Saved entries:
=== Section Start ===

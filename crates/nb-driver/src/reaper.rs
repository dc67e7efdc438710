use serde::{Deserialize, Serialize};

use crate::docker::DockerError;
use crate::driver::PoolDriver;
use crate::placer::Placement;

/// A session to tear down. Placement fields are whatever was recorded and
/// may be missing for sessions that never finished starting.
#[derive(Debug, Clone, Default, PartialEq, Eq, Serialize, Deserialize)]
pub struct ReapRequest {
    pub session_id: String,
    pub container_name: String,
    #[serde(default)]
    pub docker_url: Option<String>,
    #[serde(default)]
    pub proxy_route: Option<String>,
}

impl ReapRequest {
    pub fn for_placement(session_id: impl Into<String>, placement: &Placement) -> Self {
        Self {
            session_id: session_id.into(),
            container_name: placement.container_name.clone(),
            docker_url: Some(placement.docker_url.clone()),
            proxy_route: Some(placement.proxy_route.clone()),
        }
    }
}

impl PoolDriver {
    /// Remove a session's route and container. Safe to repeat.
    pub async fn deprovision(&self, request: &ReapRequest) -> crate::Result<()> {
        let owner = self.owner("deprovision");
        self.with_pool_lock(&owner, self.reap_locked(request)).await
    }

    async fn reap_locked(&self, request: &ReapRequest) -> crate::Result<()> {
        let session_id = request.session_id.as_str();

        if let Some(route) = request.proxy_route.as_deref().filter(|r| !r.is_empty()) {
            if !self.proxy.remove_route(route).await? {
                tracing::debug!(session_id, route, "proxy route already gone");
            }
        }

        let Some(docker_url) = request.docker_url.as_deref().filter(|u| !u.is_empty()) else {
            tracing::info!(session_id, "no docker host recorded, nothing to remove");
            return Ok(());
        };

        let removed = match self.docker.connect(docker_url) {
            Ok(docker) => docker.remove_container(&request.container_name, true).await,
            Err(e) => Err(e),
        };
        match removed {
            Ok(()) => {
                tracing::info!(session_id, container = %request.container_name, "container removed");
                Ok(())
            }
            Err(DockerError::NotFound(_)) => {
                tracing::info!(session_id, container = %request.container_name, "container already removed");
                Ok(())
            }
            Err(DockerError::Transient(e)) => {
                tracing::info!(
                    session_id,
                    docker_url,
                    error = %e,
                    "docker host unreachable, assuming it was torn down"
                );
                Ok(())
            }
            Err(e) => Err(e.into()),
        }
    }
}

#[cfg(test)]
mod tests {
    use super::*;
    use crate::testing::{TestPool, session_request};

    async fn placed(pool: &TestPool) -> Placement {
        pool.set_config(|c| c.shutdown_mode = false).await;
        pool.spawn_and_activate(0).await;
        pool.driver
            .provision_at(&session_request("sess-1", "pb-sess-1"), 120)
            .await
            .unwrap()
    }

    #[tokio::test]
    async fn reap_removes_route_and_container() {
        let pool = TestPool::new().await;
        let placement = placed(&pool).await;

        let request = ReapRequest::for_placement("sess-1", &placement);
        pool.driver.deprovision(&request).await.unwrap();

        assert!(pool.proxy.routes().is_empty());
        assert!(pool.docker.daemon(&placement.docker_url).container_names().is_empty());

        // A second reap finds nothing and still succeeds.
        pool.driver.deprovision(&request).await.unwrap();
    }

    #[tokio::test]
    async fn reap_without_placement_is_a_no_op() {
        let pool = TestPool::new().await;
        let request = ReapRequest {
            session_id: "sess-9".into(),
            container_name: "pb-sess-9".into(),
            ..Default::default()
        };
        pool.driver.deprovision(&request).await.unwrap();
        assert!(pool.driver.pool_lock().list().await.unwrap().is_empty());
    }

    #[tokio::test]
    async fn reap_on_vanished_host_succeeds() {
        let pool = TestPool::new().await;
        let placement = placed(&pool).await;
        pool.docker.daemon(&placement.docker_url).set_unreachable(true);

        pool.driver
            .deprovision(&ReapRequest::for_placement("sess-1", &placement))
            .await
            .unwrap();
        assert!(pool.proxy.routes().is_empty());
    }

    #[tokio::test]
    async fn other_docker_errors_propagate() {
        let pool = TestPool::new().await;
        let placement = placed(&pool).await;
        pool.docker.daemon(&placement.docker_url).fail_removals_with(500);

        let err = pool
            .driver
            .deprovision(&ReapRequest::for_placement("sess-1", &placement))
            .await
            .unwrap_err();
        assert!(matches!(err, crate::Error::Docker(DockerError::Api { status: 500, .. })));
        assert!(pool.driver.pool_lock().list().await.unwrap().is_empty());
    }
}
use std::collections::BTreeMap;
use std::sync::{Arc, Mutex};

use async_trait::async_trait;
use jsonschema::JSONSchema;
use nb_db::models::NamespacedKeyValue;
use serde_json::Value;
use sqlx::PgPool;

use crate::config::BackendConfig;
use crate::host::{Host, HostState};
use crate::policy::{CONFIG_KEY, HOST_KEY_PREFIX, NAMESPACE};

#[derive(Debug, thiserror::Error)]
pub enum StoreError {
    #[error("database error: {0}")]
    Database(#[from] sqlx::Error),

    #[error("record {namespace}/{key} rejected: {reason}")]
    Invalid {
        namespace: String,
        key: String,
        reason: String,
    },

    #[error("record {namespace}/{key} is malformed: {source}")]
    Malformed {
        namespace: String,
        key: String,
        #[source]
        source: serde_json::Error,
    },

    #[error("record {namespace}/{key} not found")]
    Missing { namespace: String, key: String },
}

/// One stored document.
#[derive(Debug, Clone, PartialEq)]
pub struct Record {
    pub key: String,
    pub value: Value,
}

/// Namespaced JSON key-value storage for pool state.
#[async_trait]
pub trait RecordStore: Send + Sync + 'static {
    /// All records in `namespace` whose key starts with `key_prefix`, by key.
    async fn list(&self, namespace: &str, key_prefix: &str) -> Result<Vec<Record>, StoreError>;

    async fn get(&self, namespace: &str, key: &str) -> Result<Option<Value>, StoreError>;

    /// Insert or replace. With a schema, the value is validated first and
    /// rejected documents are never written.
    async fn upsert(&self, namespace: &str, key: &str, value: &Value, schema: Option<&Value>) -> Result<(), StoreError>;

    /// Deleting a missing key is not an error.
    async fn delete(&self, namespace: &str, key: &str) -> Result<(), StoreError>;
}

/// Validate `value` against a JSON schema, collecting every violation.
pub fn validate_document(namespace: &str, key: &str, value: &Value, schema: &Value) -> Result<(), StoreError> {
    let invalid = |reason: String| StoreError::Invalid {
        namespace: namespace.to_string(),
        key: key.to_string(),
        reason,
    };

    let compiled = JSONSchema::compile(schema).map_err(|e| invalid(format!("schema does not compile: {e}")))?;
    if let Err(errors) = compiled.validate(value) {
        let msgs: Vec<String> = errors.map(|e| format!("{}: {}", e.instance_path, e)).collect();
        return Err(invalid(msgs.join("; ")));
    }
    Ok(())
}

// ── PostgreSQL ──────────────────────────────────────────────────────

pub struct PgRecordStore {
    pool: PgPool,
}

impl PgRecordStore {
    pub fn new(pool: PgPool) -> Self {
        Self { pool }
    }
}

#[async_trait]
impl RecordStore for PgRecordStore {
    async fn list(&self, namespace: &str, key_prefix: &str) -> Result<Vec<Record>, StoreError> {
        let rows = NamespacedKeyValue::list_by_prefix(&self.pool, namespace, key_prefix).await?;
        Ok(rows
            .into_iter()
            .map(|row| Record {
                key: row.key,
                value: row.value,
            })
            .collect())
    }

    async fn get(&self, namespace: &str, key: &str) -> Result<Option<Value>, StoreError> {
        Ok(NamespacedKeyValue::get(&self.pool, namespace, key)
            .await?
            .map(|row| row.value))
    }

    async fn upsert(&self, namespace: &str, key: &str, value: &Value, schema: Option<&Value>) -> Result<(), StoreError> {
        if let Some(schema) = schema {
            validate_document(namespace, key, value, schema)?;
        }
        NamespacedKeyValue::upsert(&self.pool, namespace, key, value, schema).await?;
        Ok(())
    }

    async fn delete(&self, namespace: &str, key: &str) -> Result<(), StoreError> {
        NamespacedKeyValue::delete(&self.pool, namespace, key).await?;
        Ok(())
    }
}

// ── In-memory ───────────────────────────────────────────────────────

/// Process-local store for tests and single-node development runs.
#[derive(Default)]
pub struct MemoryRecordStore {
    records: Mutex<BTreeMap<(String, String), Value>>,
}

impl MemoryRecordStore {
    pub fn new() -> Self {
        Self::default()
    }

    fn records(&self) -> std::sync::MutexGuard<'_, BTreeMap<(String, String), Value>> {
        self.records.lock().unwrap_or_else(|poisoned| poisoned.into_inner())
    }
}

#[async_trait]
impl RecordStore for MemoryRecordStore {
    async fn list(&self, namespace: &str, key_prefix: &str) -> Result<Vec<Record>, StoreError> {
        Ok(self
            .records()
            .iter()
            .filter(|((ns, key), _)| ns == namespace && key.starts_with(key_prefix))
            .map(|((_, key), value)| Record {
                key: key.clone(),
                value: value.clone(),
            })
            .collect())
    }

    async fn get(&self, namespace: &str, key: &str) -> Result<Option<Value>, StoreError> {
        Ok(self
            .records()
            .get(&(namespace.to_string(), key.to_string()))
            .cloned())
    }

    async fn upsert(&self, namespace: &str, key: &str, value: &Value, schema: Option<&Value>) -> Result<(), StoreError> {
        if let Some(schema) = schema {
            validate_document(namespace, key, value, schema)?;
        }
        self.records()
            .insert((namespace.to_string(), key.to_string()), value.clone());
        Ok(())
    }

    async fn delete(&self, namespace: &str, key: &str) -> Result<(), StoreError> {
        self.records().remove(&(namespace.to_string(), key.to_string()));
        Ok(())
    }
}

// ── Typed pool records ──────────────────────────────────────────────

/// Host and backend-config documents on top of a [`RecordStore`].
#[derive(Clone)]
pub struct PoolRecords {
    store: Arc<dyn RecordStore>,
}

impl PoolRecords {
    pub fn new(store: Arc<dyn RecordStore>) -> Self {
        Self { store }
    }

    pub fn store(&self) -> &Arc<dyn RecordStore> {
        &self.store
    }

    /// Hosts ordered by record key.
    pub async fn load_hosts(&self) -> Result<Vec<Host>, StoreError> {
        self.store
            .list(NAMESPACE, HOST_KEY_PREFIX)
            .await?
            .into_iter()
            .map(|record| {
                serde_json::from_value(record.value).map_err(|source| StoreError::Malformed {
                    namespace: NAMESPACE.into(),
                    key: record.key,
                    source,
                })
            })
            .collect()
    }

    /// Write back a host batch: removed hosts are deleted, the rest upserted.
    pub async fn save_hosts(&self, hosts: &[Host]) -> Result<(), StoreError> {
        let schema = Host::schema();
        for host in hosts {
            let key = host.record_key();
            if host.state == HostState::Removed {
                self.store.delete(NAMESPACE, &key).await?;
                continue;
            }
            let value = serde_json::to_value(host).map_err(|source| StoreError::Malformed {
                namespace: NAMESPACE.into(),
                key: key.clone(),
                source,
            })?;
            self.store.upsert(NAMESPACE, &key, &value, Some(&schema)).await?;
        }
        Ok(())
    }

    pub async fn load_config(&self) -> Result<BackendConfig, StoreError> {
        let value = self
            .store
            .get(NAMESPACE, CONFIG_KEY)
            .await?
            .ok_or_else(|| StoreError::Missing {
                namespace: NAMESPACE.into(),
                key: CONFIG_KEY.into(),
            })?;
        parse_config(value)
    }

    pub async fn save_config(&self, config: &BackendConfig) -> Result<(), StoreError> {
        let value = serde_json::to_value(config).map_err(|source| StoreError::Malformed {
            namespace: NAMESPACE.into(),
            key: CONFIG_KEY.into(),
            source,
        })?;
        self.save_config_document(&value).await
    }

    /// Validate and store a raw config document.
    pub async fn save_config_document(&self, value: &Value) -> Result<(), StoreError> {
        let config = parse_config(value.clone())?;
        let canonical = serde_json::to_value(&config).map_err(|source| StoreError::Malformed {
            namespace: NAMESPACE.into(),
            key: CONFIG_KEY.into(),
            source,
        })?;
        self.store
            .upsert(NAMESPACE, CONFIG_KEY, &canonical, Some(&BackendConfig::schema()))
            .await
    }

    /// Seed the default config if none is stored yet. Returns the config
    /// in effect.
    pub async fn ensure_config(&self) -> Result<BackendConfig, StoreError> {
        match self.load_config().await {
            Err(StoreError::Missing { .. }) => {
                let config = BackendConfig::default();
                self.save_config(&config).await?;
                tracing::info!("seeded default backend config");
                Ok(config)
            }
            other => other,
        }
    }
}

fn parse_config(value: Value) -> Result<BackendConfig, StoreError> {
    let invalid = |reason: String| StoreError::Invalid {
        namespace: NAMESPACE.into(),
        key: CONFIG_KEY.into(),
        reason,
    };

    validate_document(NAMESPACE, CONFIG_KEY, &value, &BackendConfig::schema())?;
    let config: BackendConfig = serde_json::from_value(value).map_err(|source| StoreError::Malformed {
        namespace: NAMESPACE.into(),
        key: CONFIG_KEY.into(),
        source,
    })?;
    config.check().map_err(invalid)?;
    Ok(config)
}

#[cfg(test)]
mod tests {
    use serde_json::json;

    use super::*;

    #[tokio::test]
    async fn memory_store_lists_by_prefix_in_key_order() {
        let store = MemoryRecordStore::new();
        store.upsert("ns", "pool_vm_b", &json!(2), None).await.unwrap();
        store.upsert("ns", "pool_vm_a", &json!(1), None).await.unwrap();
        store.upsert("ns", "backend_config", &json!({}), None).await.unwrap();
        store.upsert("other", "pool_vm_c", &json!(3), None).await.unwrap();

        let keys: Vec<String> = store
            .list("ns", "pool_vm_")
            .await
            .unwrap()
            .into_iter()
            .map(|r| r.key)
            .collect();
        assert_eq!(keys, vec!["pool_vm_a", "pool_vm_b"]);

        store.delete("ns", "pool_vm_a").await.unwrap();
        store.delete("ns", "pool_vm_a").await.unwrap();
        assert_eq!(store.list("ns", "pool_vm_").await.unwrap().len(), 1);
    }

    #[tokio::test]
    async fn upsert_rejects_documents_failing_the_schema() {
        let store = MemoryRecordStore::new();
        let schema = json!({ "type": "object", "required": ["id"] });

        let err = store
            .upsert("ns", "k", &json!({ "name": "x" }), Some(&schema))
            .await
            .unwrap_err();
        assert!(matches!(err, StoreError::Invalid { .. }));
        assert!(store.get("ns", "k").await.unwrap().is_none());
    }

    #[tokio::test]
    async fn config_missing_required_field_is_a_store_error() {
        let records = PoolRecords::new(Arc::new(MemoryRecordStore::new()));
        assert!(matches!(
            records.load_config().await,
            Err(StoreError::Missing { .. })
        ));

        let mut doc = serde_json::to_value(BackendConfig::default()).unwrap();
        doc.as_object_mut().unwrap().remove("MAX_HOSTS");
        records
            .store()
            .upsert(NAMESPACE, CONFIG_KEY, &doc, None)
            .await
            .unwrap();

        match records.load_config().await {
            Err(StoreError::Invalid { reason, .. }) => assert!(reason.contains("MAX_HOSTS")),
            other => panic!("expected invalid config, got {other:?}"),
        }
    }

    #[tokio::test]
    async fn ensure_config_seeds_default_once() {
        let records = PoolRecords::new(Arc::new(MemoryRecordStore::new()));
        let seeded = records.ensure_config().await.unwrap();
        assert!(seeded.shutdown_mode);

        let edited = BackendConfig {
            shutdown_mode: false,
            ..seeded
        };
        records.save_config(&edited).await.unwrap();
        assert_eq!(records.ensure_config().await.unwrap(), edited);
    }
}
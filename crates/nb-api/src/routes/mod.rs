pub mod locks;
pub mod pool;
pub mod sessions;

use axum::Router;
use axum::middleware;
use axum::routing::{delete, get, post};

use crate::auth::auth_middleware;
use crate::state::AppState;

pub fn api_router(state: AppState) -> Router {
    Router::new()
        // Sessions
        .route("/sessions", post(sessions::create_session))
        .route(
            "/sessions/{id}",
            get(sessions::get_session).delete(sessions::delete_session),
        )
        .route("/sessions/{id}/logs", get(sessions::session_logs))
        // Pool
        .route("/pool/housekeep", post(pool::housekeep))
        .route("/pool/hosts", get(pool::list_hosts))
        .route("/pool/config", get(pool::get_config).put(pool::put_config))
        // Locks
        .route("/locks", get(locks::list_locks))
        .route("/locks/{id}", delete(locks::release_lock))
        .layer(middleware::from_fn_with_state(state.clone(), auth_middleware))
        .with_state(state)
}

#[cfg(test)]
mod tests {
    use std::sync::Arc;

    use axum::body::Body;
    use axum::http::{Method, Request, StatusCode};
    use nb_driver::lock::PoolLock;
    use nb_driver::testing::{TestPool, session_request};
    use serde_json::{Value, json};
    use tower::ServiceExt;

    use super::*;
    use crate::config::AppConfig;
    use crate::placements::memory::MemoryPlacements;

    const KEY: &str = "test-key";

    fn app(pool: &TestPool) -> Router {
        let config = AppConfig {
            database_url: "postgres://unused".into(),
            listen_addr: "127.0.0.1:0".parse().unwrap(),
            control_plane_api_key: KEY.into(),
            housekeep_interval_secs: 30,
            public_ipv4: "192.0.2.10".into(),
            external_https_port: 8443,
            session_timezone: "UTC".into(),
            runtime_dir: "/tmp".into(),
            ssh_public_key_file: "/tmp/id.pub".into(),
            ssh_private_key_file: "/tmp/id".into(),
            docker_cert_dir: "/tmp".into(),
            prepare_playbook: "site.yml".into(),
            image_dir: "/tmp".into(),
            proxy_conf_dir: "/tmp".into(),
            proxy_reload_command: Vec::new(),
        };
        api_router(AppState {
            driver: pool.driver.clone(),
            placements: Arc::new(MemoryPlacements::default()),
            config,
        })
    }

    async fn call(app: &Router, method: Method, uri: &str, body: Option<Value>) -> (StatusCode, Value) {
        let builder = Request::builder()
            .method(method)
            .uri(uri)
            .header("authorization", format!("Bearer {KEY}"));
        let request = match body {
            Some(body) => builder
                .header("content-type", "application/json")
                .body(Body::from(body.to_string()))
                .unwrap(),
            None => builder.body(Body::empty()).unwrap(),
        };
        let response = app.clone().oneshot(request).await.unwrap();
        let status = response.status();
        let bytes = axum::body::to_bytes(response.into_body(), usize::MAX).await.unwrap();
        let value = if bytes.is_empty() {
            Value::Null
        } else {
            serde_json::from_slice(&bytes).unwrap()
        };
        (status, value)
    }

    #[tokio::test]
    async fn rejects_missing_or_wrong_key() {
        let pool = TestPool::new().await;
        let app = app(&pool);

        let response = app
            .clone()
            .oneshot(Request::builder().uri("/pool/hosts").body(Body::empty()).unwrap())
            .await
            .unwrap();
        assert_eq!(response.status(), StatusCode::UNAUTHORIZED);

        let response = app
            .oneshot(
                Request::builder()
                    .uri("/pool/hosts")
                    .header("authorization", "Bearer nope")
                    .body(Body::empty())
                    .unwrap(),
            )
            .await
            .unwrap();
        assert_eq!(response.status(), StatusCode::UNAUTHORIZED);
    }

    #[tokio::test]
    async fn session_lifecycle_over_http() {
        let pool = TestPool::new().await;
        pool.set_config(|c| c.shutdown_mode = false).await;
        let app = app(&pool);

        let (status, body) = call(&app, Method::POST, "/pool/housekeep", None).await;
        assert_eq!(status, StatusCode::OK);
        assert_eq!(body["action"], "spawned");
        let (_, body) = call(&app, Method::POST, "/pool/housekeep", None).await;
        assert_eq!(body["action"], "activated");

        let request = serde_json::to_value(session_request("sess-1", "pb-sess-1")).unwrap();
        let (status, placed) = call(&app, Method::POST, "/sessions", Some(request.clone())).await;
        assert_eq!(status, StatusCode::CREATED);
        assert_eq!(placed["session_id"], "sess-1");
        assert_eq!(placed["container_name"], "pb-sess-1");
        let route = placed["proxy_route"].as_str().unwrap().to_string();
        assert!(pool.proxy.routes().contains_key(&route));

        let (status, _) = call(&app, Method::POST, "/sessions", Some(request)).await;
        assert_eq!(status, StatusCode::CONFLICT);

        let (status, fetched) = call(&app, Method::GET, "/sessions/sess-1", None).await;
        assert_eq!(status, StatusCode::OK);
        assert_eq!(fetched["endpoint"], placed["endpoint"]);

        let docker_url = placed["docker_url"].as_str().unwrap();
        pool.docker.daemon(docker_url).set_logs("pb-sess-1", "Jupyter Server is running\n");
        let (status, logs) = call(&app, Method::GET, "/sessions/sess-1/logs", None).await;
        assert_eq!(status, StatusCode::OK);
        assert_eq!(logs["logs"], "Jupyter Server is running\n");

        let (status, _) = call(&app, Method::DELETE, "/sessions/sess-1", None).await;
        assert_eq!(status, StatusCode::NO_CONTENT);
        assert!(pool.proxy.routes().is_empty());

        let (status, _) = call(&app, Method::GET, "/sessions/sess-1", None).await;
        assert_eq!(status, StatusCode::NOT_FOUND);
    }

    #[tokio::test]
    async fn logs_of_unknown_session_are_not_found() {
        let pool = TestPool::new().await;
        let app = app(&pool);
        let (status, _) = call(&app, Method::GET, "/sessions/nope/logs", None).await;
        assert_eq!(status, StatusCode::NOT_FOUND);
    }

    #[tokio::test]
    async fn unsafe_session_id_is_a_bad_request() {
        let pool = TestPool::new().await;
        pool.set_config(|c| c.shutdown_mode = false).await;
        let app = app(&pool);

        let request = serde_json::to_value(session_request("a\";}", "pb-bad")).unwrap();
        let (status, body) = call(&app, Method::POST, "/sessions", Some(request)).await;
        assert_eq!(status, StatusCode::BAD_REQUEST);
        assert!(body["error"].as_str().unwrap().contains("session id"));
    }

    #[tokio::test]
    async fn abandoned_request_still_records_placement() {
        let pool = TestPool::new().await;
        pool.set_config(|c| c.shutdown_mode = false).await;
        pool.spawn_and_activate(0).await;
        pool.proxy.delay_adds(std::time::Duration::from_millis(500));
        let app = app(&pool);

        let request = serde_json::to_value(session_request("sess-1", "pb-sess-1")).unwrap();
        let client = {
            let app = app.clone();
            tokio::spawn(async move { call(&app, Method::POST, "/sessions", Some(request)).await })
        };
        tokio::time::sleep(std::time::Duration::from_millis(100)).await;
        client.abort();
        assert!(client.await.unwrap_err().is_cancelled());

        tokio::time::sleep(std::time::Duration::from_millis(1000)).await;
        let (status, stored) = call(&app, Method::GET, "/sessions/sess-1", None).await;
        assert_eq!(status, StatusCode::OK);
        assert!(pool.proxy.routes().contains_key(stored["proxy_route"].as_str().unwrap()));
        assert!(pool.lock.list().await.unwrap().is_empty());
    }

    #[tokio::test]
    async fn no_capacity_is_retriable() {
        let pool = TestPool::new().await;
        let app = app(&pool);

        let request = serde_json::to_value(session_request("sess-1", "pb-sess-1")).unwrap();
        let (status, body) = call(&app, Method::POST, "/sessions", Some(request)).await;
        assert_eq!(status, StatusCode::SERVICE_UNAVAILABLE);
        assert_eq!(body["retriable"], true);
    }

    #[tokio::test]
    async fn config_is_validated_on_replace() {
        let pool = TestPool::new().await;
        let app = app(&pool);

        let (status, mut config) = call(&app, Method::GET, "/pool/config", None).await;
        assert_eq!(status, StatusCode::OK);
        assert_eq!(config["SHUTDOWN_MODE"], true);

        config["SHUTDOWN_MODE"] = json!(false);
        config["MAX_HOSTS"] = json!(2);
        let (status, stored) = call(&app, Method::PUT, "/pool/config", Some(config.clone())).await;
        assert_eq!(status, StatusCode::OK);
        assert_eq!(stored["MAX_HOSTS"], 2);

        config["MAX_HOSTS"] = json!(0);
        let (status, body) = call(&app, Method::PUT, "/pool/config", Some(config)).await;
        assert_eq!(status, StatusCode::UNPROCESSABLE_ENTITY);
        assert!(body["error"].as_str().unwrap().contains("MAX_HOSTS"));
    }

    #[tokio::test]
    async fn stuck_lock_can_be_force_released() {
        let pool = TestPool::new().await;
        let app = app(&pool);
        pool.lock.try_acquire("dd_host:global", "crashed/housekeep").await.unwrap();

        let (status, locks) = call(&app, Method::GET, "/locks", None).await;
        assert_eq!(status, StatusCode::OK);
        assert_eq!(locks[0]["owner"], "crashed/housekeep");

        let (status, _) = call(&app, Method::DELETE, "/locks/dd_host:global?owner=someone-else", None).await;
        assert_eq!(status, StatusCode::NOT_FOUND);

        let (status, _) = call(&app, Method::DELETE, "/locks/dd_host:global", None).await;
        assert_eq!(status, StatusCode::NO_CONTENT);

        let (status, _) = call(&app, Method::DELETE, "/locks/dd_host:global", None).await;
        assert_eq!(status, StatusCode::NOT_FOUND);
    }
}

=== Section End ===

### Exercise requirements
Please report how many lines in the records contain the string "keys", and write nothing besides that number.

### Response for this exercise
2